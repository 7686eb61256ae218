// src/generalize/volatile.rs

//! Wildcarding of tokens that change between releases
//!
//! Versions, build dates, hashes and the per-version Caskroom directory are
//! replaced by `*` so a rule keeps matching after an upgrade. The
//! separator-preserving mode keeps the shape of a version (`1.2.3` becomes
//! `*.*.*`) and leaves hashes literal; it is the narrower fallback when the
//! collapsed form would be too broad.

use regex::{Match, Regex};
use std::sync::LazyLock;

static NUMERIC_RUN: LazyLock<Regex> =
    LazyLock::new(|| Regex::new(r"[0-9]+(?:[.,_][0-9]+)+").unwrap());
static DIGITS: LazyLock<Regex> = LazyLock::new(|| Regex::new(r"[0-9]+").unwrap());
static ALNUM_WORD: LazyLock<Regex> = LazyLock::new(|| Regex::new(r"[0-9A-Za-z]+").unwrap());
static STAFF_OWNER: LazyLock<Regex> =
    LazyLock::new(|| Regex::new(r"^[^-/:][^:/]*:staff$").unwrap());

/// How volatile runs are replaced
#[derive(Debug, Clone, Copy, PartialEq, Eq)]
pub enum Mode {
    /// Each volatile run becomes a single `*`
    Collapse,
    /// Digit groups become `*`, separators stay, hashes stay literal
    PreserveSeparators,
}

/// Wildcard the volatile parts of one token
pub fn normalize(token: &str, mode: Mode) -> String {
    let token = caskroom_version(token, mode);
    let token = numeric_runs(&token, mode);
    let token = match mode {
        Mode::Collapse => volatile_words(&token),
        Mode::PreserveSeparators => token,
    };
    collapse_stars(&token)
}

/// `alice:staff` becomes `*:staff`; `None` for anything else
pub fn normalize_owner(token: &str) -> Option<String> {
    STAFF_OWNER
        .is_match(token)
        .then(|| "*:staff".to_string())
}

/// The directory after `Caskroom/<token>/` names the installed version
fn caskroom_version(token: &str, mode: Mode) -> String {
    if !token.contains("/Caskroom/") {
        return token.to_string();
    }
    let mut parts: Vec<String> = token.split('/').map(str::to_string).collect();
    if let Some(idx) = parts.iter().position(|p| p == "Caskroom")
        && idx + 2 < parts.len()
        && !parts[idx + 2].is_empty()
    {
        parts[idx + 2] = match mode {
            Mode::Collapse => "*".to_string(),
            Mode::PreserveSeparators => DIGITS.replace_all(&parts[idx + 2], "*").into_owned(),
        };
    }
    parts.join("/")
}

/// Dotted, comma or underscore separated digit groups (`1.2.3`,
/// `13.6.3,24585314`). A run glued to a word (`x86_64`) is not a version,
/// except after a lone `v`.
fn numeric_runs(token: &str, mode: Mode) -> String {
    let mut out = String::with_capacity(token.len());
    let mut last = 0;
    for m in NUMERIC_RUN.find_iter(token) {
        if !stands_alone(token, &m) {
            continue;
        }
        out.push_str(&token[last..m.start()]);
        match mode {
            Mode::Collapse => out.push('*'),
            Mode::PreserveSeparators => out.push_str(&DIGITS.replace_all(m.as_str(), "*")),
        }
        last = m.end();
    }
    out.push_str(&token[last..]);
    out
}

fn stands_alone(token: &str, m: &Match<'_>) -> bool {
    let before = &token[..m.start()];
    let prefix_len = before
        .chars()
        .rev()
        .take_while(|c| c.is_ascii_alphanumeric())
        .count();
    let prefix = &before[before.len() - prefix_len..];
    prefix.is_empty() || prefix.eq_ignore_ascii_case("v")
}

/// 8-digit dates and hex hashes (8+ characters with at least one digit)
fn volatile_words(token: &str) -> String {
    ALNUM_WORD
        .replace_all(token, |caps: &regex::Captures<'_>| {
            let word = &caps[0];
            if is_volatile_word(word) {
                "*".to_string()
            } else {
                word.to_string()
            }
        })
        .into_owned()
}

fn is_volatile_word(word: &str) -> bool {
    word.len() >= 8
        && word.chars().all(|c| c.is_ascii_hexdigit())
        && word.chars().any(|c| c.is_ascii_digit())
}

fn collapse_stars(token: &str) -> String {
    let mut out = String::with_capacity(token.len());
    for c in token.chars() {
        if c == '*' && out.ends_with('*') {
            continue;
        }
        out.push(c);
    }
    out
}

+++++

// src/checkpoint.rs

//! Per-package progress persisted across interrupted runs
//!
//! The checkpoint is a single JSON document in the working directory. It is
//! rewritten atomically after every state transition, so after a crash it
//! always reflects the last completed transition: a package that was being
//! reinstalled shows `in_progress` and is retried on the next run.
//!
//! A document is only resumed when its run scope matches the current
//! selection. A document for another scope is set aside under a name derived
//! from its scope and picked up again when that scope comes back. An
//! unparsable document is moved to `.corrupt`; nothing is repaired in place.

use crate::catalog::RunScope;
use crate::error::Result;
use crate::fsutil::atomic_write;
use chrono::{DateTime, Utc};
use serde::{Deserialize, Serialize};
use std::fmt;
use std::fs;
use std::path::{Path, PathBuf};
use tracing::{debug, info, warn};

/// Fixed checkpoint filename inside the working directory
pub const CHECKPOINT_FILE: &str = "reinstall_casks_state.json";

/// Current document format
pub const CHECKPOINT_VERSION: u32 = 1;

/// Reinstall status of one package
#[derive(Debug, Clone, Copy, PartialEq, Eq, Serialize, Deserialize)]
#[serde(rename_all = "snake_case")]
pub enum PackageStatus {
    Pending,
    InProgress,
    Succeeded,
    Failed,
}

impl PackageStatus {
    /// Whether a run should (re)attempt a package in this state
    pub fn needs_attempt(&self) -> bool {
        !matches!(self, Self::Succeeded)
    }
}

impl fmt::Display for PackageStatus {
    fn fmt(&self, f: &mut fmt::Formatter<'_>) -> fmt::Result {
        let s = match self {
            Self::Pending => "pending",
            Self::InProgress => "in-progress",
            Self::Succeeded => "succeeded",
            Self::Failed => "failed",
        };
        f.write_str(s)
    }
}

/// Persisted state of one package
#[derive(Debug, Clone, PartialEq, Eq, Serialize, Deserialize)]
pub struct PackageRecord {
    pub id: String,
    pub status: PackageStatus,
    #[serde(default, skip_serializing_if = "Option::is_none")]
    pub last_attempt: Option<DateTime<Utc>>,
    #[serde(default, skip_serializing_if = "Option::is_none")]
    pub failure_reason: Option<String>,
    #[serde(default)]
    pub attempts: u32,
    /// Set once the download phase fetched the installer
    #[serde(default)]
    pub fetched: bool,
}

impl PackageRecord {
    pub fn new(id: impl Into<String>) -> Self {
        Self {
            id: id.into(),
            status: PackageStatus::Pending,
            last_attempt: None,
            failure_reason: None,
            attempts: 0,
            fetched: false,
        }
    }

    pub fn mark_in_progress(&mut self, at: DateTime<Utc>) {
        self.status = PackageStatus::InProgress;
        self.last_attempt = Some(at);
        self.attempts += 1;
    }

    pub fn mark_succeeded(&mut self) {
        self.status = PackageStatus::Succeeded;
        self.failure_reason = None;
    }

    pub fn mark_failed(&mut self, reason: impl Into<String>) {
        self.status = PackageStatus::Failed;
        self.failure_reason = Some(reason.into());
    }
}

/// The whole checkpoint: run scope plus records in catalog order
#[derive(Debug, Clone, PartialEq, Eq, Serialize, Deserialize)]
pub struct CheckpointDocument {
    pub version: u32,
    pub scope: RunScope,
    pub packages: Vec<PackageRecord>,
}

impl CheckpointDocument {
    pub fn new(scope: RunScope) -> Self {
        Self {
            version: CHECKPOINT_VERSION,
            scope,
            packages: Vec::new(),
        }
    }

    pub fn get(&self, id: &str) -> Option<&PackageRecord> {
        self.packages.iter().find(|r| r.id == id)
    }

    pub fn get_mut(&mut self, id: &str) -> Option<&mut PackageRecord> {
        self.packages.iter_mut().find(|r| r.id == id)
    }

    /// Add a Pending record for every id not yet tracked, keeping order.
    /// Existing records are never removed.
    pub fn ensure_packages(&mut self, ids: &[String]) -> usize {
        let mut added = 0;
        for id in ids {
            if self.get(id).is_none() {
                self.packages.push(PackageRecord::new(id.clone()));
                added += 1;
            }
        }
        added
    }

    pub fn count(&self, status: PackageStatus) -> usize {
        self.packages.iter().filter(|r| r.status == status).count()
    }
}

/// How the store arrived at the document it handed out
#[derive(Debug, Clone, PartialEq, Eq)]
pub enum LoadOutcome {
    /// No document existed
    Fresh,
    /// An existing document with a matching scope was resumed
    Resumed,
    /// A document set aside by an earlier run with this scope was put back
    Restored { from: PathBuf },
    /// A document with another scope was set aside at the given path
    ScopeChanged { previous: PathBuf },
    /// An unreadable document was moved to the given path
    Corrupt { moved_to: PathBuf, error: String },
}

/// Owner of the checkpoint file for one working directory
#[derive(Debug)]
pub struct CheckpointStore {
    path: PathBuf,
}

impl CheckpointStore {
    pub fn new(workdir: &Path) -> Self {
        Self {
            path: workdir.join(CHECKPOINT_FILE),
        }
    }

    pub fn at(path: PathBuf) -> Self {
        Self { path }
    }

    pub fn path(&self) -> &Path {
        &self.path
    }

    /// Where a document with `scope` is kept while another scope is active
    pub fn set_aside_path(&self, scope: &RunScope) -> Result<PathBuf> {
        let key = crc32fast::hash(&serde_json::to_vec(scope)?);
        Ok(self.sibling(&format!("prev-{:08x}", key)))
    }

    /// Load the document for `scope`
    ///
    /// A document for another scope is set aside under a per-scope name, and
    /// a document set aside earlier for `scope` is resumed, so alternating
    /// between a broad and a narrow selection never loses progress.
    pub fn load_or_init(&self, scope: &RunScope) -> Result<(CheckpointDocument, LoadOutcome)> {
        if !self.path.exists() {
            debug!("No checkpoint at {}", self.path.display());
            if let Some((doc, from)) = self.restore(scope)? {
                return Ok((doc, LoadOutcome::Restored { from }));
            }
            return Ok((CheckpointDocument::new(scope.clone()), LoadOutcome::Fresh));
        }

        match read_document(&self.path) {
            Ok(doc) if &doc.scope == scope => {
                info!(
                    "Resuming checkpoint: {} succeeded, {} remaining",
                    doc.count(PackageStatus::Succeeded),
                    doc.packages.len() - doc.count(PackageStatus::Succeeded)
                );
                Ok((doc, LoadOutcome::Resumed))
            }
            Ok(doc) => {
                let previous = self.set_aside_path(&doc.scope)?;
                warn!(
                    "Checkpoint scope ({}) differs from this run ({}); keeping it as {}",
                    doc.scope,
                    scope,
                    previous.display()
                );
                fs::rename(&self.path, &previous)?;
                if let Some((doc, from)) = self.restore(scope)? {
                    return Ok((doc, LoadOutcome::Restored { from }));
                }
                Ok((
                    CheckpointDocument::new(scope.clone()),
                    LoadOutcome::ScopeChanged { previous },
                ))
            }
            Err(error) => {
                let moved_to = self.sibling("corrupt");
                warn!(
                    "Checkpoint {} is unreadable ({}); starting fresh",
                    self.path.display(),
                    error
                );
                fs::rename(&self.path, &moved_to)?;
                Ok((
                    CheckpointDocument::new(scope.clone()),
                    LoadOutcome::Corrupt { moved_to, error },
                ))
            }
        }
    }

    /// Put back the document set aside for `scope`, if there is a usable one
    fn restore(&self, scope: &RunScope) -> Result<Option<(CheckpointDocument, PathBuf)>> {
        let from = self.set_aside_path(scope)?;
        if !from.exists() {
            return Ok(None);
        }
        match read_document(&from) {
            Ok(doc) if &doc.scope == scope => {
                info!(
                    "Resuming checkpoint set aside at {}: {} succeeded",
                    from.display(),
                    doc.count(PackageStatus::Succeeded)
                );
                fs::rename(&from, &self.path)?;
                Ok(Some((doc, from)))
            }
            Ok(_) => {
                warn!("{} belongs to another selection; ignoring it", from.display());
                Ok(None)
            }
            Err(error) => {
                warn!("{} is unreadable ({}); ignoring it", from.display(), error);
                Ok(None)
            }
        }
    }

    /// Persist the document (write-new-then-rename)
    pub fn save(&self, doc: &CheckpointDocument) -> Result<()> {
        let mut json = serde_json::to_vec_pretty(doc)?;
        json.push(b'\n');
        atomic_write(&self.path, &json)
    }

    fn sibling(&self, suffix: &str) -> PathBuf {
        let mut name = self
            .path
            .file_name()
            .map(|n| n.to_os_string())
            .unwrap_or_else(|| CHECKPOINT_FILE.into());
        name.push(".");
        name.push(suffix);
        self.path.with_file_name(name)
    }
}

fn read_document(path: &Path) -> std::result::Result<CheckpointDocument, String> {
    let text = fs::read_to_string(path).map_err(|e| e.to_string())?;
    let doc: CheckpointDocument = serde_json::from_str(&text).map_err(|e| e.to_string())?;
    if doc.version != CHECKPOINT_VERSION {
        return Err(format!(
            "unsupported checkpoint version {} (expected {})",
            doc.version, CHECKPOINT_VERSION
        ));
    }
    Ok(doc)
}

+++++

> **ACTIVITY**: Output the lines above exactly, but only those between the line holding "parts[idx + 2] = match" and the line holding "let mut last = 0;", inclusive.

> **RESPONSE FOR THIS EXERCISE**:
        parts[idx + 2] = match mode {
            Mode::Collapse => "*".to_string(),
            Mode::PreserveSeparators => DIGITS.replace_all(&parts[idx + 2], "*").into_owned(),
        };
    }
    parts.join("/")
}

/// Dotted, comma or underscore separated digit groups (`1.2.3`,
/// `13.6.3,24585314`). A run glued to a word (`x86_64`) is not a version,
/// except after a lone `v`.
fn numeric_runs(token: &str, mode: Mode) -> String {
    let mut out = String::with_capacity(token.len());
    let mut last = 0;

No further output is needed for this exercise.